* [Exercise details]
What you return must match the records word for word.
=-=-=-=-=
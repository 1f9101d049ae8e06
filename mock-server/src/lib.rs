//! In-process fake of the Transkit API.
//!
//! Serves the four client endpoints, checks the bearer key, and records
//! every request it sees so tests can assert on headers, bodies and the
//! number of round trips.

use std::{collections::HashMap, sync::Arc};

use axum::{
    extract::{Path, State},
    http::{header, HeaderMap, Method, StatusCode},
    routing::{get, post},
    Json, Router,
};
use serde::{Deserialize, Serialize};
use serde_json::{json, Value};
use tokio::{net::TcpListener, sync::RwLock};
use tracing::{info, warn};

pub const STATUS_DONE: i64 = 2;
pub const STATUS_FAILED: i64 = 3;

/// A request as seen by the mock, before authorization.
#[derive(Clone, Debug, PartialEq, Eq)]
pub struct RecordedRequest {
    pub method: String,
    pub path: String,
    pub authorization: Option<String>,
    pub content_type: Option<String>,
    pub body: String,
}

#[derive(Clone, Debug, Serialize, Deserialize, PartialEq, Eq)]
pub struct JobError {
    pub code: i64,
    pub message: String,
    pub module: String,
}

#[derive(Clone, Debug, Serialize, Deserialize, PartialEq, Eq)]
pub struct Job {
    pub status: i64,
    pub message: String,
    #[serde(skip_serializing_if = "Option::is_none")]
    pub url: Option<String>,
    #[serde(skip_serializing_if = "Option::is_none")]
    pub error: Option<JobError>,
}

#[derive(Deserialize)]
struct OnlineBody {
    #[serde(default)]
    audio: String,
    #[serde(default)]
    pipeline: String,
}

#[derive(Deserialize)]
struct OfflineBody {
    #[serde(default)]
    url: String,
    #[serde(default)]
    pipeline: String,
}

struct Inner {
    quota: i64,
    next_job: u64,
    jobs: HashMap<String, Job>,
    requests: Vec<RecordedRequest>,
}

/// Seed data for a `MockState`.
#[derive(Clone, Debug)]
pub struct MockConfig {
    api_key: String,
    transcript: String,
    result_base: String,
    quota: i64,
    jobs: HashMap<String, Job>,
}

impl MockConfig {
    pub fn new(api_key: impl Into<String>) -> Self {
        Self {
            api_key: api_key.into(),
            transcript: "hello".to_string(),
            result_base: "https://results.mock".to_string(),
            quota: 0,
            jobs: HashMap::new(),
        }
    }

    pub fn quota(mut self, quota: i64) -> Self {
        self.quota = quota;
        self
    }

    pub fn transcript(mut self, text: impl Into<String>) -> Self {
        self.transcript = text.into();
        self
    }

    /// Base URL under which completed jobs publish `<id>.json`.
    pub fn result_base(mut self, base: impl Into<String>) -> Self {
        self.result_base = base.into().trim_end_matches('/').to_string();
        self
    }

    pub fn failed_job(mut self, id: impl Into<String>, error: JobError) -> Self {
        let job = Job {
            status: STATUS_FAILED,
            message: "failed".to_string(),
            url: None,
            error: Some(error),
        };
        self.jobs.insert(id.into(), job);
        self
    }

    pub fn build(self) -> MockState {
        MockState {
            api_key: Arc::new(self.api_key),
            transcript: Arc::new(self.transcript),
            result_base: Arc::new(self.result_base),
            inner: Arc::new(RwLock::new(Inner {
                quota: self.quota,
                next_job: 1,
                jobs: self.jobs,
                requests: Vec::new(),
            })),
        }
    }
}

/// Shared mock state. Cloning shares the same underlying data.
#[derive(Clone)]
pub struct MockState {
    api_key: Arc<String>,
    transcript: Arc<String>,
    result_base: Arc<String>,
    inner: Arc<RwLock<Inner>>,
}

impl MockState {
    pub fn new(api_key: impl Into<String>) -> Self {
        MockConfig::new(api_key).build()
    }

    pub async fn requests(&self) -> Vec<RecordedRequest> {
        self.inner.read().await.requests.clone()
    }

    /// Like `requests`, for callers outside a tokio runtime.
    pub fn blocking_requests(&self) -> Vec<RecordedRequest> {
        self.inner.blocking_read().requests.clone()
    }

    async fn record(&self, method: Method, path: String, headers: &HeaderMap, body: &str) {
        let header_str = |name: header::HeaderName| {
            headers
                .get(name)
                .and_then(|v| v.to_str().ok())
                .map(str::to_string)
        };
        let request = RecordedRequest {
            method: method.to_string(),
            path,
            authorization: header_str(header::AUTHORIZATION),
            content_type: header_str(header::CONTENT_TYPE),
            body: body.to_string(),
        };
        self.inner.write().await.requests.push(request);
    }

    fn authorize(&self, headers: &HeaderMap) -> Result<(), StatusCode> {
        let expected = format!("Bearer {}", self.api_key);
        let presented = headers
            .get(header::AUTHORIZATION)
            .and_then(|v| v.to_str().ok());
        if presented == Some(expected.as_str()) && !self.api_key.is_empty() {
            Ok(())
        } else {
            warn!("rejecting request with bad credentials");
            Err(StatusCode::UNAUTHORIZED)
        }
    }
}

pub fn app(state: MockState) -> Router {
    Router::new()
        .route("/online/transcribe", post(transcribe_online))
        .route("/offline/transcribe", post(transcribe_offline))
        .route("/offline/status/{id}", get(offline_status))
        .route("/quota", get(quota))
        .with_state(state)
}

pub async fn run(listener: TcpListener, state: MockState) -> Result<(), std::io::Error> {
    axum::serve(listener, app(state)).await
}

async fn transcribe_online(
    State(state): State<MockState>,
    headers: HeaderMap,
    body: String,
) -> Result<Json<Value>, StatusCode> {
    state
        .record(Method::POST, "/online/transcribe".to_string(), &headers, &body)
        .await;
    state.authorize(&headers)?;

    let input: OnlineBody = serde_json::from_str(&body).map_err(|_| StatusCode::BAD_REQUEST)?;
    if input.audio.is_empty() || input.pipeline.is_empty() {
        return Err(StatusCode::BAD_REQUEST);
    }

    let mut inner = state.inner.write().await;
    inner.quota += 1;
    info!(pipeline = %input.pipeline, "online transcription");

    let words: Vec<Value> = state
        .transcript
        .split_whitespace()
        .enumerate()
        .map(|(i, word)| {
            json!({
                "word": word,
                "start": i as f64 * 0.5,
                "length": 0.4,
                "confidence": 0.95,
            })
        })
        .collect();

    Ok(Json(json!({
        "text": state.transcript.as_str(),
        "words": words,
        "consumedquota": inner.quota,
    })))
}

async fn transcribe_offline(
    State(state): State<MockState>,
    headers: HeaderMap,
    body: String,
) -> Result<Json<Value>, StatusCode> {
    state
        .record(Method::POST, "/offline/transcribe".to_string(), &headers, &body)
        .await;
    state.authorize(&headers)?;

    let input: OfflineBody = serde_json::from_str(&body).map_err(|_| StatusCode::BAD_REQUEST)?;
    if input.url.is_empty() || input.pipeline.is_empty() {
        return Err(StatusCode::BAD_REQUEST);
    }

    let mut inner = state.inner.write().await;
    let id = format!("job-{}", inner.next_job);
    inner.next_job += 1;
    inner.quota += 1;

    let job = Job {
        status: STATUS_DONE,
        message: "done".to_string(),
        url: Some(format!("{}/{id}.json", state.result_base)),
        error: None,
    };
    inner.jobs.insert(id.clone(), job);
    info!(%id, source = %input.url, "offline job created");

    Ok(Json(json!({ "id": id, "consumedquota": inner.quota })))
}

async fn offline_status(
    State(state): State<MockState>,
    Path(id): Path<String>,
    headers: HeaderMap,
) -> Result<Json<Job>, StatusCode> {
    state
        .record(Method::GET, format!("/offline/status/{id}"), &headers, "")
        .await;
    state.authorize(&headers)?;

    let inner = state.inner.read().await;
    inner.jobs.get(&id).cloned().map(Json).ok_or(StatusCode::NOT_FOUND)
}

async fn quota(
    State(state): State<MockState>,
    headers: HeaderMap,
) -> Result<Json<Value>, StatusCode> {
    state.record(Method::GET, "/quota".to_string(), &headers, "").await;
    state.authorize(&headers)?;

    let inner = state.inner.read().await;
    Ok(Json(json!({ "consumedquota": inner.quota })))
}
=-=-=-=-=
* [Answer box]
repository 1f9101d049ae8e06
filename mock-server/src/lib.rs
//! In-process fake of the Transkit API.
//!
//! Serves the four client endpoints, checks the bearer key, and records
//! every request it sees so tests can assert on headers, bodies and the
//! number of round trips.

use std::{collections::HashMap, sync::Arc};

use axum::{
    extract::{Path, State},
    http::{header, HeaderMap, Method, StatusCode},
    routing::{get, post},
    Json, Router,
};
use serde::{Deserialize, Serialize};
use serde_json::{json, Value};
use tokio::{net::TcpListener, sync::RwLock};
use tracing::{info, warn};

pub const STATUS_DONE: i64 = 2;
pub const STATUS_FAILED: i64 = 3;

/// A request as seen by the mock, before authorization.
#[derive(Clone, Debug, PartialEq, Eq)]
pub struct RecordedRequest {
    pub method: String,
    pub path: String,
    pub authorization: Option<String>,
    pub content_type: Option<String>,
    pub body: String,
}

#[derive(Clone, Debug, Serialize, Deserialize, PartialEq, Eq)]
pub struct JobError {
    pub code: i64,
    pub message: String,
    pub module: String,
}

#[derive(Clone, Debug, Serialize, Deserialize, PartialEq, Eq)]
pub struct Job {
    pub status: i64,
    pub message: String,
    #[serde(skip_serializing_if = "Option::is_none")]
    pub url: Option<String>,
    #[serde(skip_serializing_if = "Option::is_none")]
    pub error: Option<JobError>,
}

#[derive(Deserialize)]
struct OnlineBody {
    #[serde(default)]
    audio: String,
    #[serde(default)]
    pipeline: String,
}

#[derive(Deserialize)]
struct OfflineBody {
    #[serde(default)]
    url: String,
    #[serde(default)]
    pipeline: String,
}

struct Inner {
    quota: i64,
    next_job: u64,
    jobs: HashMap<String, Job>,
    requests: Vec<RecordedRequest>,
}

/// Seed data for a `MockState`.
#[derive(Clone, Debug)]
pub struct MockConfig {
    api_key: String,
    transcript: String,
    result_base: String,
    quota: i64,
    jobs: HashMap<String, Job>,
}

impl MockConfig {
    pub fn new(api_key: impl Into<String>) -> Self {
        Self {
            api_key: api_key.into(),
            transcript: "hello".to_string(),
            result_base: "https://results.mock".to_string(),
            quota: 0,
            jobs: HashMap::new(),
        }
    }

    pub fn quota(mut self, quota: i64) -> Self {
        self.quota = quota;
        self
    }

    pub fn transcript(mut self, text: impl Into<String>) -> Self {
        self.transcript = text.into();
        self
    }

    /// Base URL under which completed jobs publish `<id>.json`.
    pub fn result_base(mut self, base: impl Into<String>) -> Self {
        self.result_base = base.into().trim_end_matches('/').to_string();
        self
    }

    pub fn failed_job(mut self, id: impl Into<String>, error: JobError) -> Self {
        let job = Job {
            status: STATUS_FAILED,
            message: "failed".to_string(),
            url: None,
            error: Some(error),
        };
        self.jobs.insert(id.into(), job);
        self
    }

    pub fn build(self) -> MockState {
        MockState {
            api_key: Arc::new(self.api_key),
            transcript: Arc::new(self.transcript),
            result_base: Arc::new(self.result_base),
            inner: Arc::new(RwLock::new(Inner {
                quota: self.quota,
                next_job: 1,
                jobs: self.jobs,
                requests: Vec::new(),
            })),
        }
    }
}

/// Shared mock state. Cloning shares the same underlying data.
#[derive(Clone)]
pub struct MockState {
    api_key: Arc<String>,
    transcript: Arc<String>,
    result_base: Arc<String>,
    inner: Arc<RwLock<Inner>>,
}

impl MockState {
    pub fn new(api_key: impl Into<String>) -> Self {
        MockConfig::new(api_key).build()
    }

    pub async fn requests(&self) -> Vec<RecordedRequest> {
        self.inner.read().await.requests.clone()
    }

    /// Like `requests`, for callers outside a tokio runtime.
    pub fn blocking_requests(&self) -> Vec<RecordedRequest> {
        self.inner.blocking_read().requests.clone()
    }

    async fn record(&self, method: Method, path: String, headers: &HeaderMap, body: &str) {
        let header_str = |name: header::HeaderName| {
            headers
                .get(name)
                .and_then(|v| v.to_str().ok())
                .map(str::to_string)
        };
        let request = RecordedRequest {
            method: method.to_string(),
            path,
            authorization: header_str(header::AUTHORIZATION),
            content_type: header_str(header::CONTENT_TYPE),
            body: body.to_string(),
        };
        self.inner.write().await.requests.push(request);
    }

    fn authorize(&self, headers: &HeaderMap) -> Result<(), StatusCode> {
        let expected = format!("Bearer {}", self.api_key);
        let presented = headers
            .get(header::AUTHORIZATION)
            .and_then(|v| v.to_str().ok());
        if presented == Some(expected.as_str()) && !self.api_key.is_empty() {
            Ok(())
        } else {
            warn!("rejecting request with bad credentials");
            Err(StatusCode::UNAUTHORIZED)
        }
    }
}

pub fn app(state: MockState) -> Router {
    Router::new()
        .route("/online/transcribe", post(transcribe_online))
        .route("/offline/transcribe", post(transcribe_offline))
        .route("/offline/status/{id}", get(offline_status))
        .route("/quota", get(quota))
        .with_state(state)
}

pub async fn run(listener: TcpListener, state: MockState) -> Result<(), std::io::Error> {
    axum::serve(listener, app(state)).await
}

async fn transcribe_online(
    State(state): State<MockState>,
    headers: HeaderMap,
    body: String,
) -> Result<Json<Value>, StatusCode> {
    state
        .record(Method::POST, "/online/transcribe".to_string(), &headers, &body)
        .await;
    state.authorize(&headers)?;

    let input: OnlineBody = serde_json::from_str(&body).map_err(|_| StatusCode::BAD_REQUEST)?;
    if input.audio.is_empty() || input.pipeline.is_empty() {
        return Err(StatusCode::BAD_REQUEST);
    }

    let mut inner = state.inner.write().await;
    inner.quota += 1;
    info!(pipeline = %input.pipeline, "online transcription");

    let words: Vec<Value> = state
        .transcript
        .split_whitespace()
        .enumerate()
        .map(|(i, word)| {
            json!({
                "word": word,
                "start": i as f64 * 0.5,
                "length": 0.4,
                "confidence": 0.95,
            })
        })
        .collect();

    Ok(Json(json!({
        "text": state.transcript.as_str(),
        "words": words,
        "consumedquota": inner.quota,
    })))
}

async fn transcribe_offline(
    State(state): State<MockState>,
    headers: HeaderMap,
    body: String,
) -> Result<Json<Value>, StatusCode> {
    state
        .record(Method::POST, "/offline/transcribe".to_string(), &headers, &body)
        .await;
    state.authorize(&headers)?;

    let input: OfflineBody = serde_json::from_str(&body).map_err(|_| StatusCode::BAD_REQUEST)?;
    if input.url.is_empty() || input.pipeline.is_empty() {
        return Err(StatusCode::BAD_REQUEST);
    }

    let mut inner = state.inner.write().await;
    let id = format!("job-{}", inner.next_job);
    inner.next_job += 1;
    inner.quota += 1;

    let job = Job {
        status: STATUS_DONE,
        message: "done".to_string(),
        url: Some(format!("{}/{id}.json", state.result_base)),
        error: None,
    };
    inner.jobs.insert(id.clone(), job);
    info!(%id, source = %input.url, "offline job created");

    Ok(Json(json!({ "id": id, "consumedquota": inner.quota })))
}

async fn offline_status(
    State(state): State<MockState>,
    Path(id): Path<String>,
    headers: HeaderMap,
) -> Result<Json<Job>, StatusCode> {
    state
        .record(Method::GET, format!("/offline/status/{id}"), &headers, "")
        .await;
    state.authorize(&headers)?;

    let inner = state.inner.read().await;
    inner.jobs.get(&id).cloned().map(Json).ok_or(StatusCode::NOT_FOUND)
}

async fn quota(
    State(state): State<MockState>,
    headers: HeaderMap,
) -> Result<Json<Value>, StatusCode> {
    state.record(Method::GET, "/quota".to_string(), &headers, "").await;
    state.authorize(&headers)?;

    let inner = state.inner.read().await;
    Ok(Json(json!({ "consumedquota": inner.quota })))
}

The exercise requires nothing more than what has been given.